— Exercise goal —
All lines in the material below that hold "CreateTicketRequest" should be found and copied.

* * * * *

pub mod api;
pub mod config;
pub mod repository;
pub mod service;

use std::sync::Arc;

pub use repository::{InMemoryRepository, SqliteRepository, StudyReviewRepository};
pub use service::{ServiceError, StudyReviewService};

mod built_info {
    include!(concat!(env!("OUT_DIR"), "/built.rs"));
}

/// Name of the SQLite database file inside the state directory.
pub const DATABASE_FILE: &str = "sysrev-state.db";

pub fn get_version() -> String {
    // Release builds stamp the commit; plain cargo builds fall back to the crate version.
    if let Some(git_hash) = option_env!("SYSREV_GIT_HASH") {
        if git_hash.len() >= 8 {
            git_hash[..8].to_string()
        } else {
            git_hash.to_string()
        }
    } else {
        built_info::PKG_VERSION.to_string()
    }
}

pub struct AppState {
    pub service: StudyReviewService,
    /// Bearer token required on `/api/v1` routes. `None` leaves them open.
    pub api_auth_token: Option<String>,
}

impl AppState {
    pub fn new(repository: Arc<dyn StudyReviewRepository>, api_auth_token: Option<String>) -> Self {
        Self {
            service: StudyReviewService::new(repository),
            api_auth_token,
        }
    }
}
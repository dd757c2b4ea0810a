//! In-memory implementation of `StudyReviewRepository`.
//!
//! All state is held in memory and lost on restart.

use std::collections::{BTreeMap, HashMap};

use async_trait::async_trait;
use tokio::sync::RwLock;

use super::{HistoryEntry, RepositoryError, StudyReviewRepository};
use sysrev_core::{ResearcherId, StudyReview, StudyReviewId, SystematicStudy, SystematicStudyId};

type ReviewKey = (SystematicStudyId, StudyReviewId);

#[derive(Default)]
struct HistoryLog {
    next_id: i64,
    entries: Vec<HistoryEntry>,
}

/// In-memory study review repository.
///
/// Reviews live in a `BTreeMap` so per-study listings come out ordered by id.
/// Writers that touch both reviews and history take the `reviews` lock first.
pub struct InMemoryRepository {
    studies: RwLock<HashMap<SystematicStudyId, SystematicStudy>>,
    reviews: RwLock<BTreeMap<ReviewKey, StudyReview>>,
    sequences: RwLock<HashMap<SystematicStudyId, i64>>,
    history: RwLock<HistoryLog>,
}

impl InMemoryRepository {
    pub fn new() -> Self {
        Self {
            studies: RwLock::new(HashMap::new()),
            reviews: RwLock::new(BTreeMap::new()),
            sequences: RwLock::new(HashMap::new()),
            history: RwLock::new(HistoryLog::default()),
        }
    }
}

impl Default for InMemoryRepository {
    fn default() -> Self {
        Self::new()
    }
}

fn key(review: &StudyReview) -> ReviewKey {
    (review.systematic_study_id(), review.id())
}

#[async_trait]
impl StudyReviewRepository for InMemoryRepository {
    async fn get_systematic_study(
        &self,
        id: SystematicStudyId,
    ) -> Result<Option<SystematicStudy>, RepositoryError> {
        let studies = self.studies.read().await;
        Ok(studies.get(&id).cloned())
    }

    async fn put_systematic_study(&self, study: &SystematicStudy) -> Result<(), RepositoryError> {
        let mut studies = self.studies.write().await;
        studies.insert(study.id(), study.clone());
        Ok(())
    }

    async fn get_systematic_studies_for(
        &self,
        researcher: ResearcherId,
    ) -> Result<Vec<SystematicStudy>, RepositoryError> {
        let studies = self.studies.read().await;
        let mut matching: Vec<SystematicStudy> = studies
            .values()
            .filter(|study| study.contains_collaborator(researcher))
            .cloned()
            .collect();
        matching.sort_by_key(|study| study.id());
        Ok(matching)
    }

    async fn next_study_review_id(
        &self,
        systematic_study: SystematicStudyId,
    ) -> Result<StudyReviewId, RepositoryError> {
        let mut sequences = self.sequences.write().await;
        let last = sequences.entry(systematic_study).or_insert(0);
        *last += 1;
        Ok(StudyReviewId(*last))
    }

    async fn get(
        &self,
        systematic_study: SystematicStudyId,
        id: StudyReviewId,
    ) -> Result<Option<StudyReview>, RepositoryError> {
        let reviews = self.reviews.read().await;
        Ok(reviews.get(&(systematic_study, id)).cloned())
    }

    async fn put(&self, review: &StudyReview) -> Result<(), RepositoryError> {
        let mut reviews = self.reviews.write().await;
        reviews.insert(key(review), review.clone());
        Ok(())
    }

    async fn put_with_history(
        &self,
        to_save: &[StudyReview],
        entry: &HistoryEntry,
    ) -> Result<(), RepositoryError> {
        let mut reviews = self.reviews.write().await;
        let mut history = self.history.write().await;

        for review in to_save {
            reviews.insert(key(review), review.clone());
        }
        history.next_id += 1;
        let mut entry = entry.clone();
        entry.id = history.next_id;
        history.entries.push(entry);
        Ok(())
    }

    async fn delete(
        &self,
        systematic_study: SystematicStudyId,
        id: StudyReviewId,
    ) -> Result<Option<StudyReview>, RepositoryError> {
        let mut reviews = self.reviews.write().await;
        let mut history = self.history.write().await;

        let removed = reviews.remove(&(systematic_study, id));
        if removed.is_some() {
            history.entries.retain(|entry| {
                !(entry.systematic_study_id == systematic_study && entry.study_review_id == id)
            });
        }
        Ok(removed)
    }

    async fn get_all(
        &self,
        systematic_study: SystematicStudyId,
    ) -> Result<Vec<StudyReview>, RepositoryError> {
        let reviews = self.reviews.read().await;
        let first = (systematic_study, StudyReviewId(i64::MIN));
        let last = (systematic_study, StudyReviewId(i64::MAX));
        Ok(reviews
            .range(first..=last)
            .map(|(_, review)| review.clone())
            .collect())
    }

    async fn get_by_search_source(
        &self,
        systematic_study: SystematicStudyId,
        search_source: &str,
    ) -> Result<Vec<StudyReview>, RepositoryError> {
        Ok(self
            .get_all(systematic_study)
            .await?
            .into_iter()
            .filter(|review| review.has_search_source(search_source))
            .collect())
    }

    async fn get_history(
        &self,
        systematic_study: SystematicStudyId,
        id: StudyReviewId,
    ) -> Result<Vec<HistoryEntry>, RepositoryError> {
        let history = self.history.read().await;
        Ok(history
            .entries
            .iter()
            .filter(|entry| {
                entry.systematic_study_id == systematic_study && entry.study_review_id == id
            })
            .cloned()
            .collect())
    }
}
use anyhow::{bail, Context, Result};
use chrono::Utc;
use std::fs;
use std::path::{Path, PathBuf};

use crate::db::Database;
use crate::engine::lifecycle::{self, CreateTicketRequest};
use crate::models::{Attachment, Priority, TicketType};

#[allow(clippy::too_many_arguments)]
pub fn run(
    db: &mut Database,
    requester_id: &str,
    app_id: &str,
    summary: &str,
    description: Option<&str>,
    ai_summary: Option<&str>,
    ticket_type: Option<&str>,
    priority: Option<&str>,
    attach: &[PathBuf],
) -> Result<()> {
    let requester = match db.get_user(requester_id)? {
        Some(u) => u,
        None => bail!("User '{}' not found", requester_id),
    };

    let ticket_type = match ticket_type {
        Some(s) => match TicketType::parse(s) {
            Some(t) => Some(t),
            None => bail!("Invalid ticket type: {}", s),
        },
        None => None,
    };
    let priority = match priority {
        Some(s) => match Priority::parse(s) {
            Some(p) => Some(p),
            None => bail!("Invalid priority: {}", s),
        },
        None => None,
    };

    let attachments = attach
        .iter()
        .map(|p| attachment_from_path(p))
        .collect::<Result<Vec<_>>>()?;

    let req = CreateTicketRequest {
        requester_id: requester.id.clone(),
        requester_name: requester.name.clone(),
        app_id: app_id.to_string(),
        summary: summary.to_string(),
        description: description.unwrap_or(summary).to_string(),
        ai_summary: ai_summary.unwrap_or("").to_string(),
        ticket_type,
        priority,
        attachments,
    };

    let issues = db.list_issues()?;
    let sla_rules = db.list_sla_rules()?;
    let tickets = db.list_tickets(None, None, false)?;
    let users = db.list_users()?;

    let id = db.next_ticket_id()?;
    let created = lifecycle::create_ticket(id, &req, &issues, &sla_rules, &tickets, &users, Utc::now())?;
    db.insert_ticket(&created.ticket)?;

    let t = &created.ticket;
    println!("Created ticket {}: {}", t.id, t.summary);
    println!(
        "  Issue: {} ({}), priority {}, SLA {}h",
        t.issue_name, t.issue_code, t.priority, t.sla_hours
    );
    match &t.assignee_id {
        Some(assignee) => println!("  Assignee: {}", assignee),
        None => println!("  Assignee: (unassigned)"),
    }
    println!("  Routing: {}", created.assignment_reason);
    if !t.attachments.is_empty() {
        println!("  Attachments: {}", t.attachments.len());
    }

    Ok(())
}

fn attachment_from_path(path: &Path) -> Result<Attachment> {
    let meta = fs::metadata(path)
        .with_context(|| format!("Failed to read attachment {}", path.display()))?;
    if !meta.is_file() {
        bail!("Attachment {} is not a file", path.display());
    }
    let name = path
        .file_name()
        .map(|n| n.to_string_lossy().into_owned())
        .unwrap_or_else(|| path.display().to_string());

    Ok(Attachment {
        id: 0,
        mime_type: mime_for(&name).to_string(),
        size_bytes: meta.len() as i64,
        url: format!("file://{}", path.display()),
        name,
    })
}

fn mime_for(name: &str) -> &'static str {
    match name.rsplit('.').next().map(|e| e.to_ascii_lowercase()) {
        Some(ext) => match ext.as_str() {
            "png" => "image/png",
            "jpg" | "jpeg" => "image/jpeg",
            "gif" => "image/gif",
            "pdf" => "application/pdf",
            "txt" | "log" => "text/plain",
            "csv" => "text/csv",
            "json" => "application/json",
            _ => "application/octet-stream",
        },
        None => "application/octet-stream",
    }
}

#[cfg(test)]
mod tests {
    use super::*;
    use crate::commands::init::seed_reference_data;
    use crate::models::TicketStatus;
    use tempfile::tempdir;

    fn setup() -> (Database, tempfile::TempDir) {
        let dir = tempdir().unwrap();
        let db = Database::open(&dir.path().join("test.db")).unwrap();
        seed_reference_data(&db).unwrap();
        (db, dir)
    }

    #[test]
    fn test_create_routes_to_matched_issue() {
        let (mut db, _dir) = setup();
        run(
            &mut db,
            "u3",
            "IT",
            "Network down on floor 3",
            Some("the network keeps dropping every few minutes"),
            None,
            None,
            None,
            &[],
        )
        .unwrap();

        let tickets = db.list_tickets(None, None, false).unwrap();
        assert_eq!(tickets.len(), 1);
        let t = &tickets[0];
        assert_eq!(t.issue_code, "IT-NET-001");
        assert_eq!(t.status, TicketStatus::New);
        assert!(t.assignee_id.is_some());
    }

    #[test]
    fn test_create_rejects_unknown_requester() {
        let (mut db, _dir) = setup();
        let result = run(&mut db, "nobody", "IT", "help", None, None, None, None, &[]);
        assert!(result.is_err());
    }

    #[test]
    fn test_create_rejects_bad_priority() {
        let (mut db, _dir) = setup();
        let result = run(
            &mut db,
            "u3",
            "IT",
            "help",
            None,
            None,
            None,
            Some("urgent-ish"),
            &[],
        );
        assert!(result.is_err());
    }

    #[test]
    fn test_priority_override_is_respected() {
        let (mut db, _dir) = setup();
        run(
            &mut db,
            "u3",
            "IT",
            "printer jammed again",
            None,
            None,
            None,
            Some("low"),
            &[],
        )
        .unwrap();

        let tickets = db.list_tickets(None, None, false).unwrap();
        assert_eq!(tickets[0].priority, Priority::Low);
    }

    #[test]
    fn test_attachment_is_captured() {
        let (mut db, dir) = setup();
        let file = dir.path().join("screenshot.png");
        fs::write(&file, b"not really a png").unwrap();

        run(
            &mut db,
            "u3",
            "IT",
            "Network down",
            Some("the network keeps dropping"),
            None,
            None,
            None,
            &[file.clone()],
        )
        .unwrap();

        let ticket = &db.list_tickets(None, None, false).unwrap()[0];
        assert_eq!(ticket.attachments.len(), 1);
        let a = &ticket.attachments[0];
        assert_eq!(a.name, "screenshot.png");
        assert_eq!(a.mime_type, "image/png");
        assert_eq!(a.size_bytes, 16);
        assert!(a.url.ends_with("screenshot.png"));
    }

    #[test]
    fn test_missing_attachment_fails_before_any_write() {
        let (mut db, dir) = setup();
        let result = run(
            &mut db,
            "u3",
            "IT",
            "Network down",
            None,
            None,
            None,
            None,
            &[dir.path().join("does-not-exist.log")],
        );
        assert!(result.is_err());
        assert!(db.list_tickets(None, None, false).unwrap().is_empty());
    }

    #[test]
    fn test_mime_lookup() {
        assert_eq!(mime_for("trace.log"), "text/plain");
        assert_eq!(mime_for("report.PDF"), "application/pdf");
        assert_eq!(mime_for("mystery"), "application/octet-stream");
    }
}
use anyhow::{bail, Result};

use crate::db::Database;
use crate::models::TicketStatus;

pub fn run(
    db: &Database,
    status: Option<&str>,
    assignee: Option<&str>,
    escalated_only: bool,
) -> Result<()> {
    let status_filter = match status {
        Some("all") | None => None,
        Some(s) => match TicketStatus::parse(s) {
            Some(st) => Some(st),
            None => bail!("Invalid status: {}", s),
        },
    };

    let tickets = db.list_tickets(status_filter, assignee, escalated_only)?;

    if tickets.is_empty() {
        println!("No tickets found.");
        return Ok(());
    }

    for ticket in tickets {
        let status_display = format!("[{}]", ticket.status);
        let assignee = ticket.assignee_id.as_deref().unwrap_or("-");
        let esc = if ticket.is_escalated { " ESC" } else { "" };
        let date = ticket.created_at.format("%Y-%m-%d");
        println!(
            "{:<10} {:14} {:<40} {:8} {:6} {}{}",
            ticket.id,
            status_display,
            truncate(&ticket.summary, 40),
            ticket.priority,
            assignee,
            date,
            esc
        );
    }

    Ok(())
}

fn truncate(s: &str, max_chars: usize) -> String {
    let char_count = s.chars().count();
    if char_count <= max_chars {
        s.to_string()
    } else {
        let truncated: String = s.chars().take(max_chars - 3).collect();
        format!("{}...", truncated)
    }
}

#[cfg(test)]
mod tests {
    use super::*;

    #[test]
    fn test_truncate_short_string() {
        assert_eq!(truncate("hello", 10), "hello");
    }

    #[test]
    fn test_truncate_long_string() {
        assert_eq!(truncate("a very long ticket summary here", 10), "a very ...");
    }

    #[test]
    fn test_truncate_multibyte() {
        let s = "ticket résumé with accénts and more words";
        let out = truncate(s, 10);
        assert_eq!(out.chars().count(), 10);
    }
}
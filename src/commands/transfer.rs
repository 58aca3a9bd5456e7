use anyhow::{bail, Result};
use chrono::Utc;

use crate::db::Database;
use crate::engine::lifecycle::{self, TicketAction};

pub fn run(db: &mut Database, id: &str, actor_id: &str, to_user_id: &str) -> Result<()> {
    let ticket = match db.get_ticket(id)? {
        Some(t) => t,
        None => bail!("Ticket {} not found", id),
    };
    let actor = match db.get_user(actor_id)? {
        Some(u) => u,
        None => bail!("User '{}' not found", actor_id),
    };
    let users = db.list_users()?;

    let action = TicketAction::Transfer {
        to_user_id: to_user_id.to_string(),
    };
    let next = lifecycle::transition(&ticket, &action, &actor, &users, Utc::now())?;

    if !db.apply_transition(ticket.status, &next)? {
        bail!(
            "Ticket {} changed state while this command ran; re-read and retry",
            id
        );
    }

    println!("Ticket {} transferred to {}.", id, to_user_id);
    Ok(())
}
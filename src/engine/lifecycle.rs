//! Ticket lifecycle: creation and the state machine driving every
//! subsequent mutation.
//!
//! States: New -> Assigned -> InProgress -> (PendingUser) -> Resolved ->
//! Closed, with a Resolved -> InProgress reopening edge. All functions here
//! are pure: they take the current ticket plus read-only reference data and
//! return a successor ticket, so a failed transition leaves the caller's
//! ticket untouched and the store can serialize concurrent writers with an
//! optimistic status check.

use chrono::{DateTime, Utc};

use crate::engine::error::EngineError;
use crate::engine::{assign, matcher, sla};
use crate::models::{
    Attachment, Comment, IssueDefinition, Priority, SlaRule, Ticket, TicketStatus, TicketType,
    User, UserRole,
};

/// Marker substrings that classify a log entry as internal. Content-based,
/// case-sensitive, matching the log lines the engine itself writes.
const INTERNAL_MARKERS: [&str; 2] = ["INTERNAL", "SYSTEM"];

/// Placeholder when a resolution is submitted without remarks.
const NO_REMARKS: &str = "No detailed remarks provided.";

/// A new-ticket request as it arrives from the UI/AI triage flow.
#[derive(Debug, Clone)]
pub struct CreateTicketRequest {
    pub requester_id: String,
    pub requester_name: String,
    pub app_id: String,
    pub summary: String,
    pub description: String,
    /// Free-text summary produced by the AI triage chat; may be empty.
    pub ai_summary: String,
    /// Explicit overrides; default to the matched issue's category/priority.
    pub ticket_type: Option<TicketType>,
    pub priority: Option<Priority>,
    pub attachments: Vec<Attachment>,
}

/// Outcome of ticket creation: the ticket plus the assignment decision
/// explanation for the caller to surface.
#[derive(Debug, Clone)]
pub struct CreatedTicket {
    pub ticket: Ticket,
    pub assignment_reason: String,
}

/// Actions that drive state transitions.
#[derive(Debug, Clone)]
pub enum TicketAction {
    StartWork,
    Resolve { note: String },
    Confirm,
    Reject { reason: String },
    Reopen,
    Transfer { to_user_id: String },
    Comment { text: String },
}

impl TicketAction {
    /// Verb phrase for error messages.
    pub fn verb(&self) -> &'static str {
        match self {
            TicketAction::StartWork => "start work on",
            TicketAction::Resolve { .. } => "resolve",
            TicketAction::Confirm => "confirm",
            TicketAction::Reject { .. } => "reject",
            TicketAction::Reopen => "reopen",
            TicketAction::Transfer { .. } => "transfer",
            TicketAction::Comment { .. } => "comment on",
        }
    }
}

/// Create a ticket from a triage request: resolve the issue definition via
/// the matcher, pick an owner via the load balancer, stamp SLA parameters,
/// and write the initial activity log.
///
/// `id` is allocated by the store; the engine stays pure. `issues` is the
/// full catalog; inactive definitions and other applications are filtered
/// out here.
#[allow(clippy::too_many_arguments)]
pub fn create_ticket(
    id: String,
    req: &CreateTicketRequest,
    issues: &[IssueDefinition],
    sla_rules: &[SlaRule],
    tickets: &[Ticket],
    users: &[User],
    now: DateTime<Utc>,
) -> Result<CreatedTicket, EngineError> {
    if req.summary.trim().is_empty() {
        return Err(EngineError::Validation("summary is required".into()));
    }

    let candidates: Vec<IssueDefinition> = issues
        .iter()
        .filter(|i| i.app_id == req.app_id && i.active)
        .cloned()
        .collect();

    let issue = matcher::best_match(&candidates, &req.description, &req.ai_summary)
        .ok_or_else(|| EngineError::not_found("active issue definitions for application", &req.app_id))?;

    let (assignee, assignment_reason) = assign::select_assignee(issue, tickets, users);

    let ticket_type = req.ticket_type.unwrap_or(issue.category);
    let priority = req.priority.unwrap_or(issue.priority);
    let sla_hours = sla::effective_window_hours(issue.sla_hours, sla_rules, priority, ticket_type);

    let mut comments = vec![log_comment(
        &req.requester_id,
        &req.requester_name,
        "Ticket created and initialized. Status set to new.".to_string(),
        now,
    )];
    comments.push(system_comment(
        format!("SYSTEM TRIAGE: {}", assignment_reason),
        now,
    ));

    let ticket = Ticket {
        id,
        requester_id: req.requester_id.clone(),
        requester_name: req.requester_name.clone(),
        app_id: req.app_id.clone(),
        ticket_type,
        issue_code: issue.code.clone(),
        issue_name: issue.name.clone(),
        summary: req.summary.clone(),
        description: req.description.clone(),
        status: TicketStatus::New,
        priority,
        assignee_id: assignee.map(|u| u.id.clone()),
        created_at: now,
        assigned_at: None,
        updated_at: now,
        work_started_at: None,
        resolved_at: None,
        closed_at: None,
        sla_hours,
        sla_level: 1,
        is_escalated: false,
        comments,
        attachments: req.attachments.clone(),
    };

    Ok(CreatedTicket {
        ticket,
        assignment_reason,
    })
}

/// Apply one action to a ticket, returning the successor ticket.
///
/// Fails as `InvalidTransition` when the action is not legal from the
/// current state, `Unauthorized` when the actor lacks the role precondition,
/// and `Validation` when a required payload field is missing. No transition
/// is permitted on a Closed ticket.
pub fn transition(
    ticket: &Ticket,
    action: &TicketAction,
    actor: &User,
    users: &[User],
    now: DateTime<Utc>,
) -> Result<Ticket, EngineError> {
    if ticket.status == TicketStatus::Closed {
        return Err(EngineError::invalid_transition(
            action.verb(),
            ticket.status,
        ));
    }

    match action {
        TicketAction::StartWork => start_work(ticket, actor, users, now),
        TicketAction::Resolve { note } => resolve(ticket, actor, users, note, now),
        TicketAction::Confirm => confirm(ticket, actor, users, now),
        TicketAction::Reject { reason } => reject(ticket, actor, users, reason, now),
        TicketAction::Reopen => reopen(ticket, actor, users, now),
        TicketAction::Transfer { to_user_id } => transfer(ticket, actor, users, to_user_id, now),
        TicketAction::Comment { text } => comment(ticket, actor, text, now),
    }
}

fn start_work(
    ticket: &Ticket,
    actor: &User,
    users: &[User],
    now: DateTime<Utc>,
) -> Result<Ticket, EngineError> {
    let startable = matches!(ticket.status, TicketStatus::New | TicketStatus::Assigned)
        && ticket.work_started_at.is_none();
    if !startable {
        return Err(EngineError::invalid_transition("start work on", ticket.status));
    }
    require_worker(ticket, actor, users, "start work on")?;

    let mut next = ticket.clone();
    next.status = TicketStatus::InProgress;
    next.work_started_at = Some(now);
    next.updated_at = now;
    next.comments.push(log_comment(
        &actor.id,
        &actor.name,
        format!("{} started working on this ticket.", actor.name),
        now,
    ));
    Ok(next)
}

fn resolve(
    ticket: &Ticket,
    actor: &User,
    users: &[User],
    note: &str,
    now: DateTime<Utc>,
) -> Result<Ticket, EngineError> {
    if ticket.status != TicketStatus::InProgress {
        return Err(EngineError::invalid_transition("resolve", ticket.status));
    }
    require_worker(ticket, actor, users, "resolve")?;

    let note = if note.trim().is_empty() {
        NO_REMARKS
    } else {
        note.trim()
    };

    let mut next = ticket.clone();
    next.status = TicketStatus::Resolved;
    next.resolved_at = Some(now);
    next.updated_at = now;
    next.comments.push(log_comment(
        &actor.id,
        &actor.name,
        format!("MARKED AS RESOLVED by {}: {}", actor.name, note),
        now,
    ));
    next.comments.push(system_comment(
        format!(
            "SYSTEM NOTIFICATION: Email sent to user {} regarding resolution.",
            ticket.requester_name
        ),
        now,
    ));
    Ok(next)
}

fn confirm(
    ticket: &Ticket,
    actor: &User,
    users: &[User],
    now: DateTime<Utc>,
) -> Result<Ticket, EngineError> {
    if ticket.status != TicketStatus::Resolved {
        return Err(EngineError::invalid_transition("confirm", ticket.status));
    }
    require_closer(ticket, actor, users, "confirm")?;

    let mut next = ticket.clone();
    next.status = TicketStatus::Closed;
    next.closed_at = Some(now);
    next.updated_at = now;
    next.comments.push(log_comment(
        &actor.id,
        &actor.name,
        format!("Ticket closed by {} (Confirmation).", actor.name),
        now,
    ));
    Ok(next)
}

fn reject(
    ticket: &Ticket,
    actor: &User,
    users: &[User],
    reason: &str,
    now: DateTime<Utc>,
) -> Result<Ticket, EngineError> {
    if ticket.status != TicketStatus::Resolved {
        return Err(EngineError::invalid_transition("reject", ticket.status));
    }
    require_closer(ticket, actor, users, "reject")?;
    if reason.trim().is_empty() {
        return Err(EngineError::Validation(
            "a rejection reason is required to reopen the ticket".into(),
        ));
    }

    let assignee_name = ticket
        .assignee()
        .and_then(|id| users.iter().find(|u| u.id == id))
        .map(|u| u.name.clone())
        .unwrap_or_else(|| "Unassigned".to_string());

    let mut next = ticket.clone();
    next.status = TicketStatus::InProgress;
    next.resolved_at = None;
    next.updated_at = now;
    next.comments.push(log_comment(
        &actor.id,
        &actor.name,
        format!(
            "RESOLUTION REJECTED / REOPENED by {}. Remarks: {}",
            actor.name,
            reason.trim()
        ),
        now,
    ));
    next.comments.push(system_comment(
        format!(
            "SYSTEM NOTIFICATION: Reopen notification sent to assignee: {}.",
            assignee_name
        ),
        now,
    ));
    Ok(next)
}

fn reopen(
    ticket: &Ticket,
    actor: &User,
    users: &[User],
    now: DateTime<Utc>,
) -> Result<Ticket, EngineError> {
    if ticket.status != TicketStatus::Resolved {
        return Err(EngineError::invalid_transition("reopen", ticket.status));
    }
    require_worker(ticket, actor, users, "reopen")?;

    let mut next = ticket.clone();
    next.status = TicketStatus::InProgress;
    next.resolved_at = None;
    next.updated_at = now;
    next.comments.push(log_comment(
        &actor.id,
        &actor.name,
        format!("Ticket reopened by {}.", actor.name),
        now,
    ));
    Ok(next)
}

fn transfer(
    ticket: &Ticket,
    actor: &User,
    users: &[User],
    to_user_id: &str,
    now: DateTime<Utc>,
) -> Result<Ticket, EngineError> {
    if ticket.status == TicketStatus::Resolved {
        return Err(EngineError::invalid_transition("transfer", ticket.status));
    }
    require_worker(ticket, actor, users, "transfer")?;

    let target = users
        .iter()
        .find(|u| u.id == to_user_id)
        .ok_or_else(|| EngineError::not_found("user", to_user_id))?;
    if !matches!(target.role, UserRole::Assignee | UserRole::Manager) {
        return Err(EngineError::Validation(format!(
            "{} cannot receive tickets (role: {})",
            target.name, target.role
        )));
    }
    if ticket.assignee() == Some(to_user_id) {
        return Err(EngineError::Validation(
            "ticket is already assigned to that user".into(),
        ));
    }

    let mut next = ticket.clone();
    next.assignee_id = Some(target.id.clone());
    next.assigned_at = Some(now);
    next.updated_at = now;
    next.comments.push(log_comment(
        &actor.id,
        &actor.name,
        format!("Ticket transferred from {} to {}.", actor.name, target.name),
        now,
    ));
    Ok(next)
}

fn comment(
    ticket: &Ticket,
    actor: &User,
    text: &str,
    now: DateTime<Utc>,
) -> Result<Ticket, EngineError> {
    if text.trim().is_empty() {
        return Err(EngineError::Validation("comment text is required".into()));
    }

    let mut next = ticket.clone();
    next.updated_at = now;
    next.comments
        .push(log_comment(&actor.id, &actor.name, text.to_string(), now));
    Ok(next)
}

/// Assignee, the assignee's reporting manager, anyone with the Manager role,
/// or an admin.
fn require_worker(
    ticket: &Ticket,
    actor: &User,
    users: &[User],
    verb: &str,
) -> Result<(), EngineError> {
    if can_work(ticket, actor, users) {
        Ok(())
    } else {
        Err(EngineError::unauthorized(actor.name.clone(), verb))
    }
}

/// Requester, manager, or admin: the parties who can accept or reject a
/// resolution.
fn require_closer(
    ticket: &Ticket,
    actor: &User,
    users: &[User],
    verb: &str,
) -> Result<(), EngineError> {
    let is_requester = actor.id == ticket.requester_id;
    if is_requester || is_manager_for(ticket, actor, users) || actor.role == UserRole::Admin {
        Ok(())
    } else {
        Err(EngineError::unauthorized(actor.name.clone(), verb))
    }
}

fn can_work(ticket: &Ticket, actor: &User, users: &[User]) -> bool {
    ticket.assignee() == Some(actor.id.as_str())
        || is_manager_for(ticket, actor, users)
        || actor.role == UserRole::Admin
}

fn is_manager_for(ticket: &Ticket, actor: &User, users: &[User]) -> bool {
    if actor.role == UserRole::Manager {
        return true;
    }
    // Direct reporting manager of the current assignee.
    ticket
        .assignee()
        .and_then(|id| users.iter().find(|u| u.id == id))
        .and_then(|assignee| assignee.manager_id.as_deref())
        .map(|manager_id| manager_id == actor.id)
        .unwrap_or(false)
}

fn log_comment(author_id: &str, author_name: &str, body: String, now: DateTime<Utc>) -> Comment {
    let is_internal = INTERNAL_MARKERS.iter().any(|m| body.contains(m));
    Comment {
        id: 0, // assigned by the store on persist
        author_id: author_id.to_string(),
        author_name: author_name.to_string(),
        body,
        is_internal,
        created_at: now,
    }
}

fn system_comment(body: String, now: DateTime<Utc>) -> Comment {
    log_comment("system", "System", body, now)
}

* * * * *

— Answer to this task —
use crate::engine::lifecycle::{self, CreateTicketRequest};
    let req = CreateTicketRequest {
pub struct CreateTicketRequest {
    req: &CreateTicketRequest,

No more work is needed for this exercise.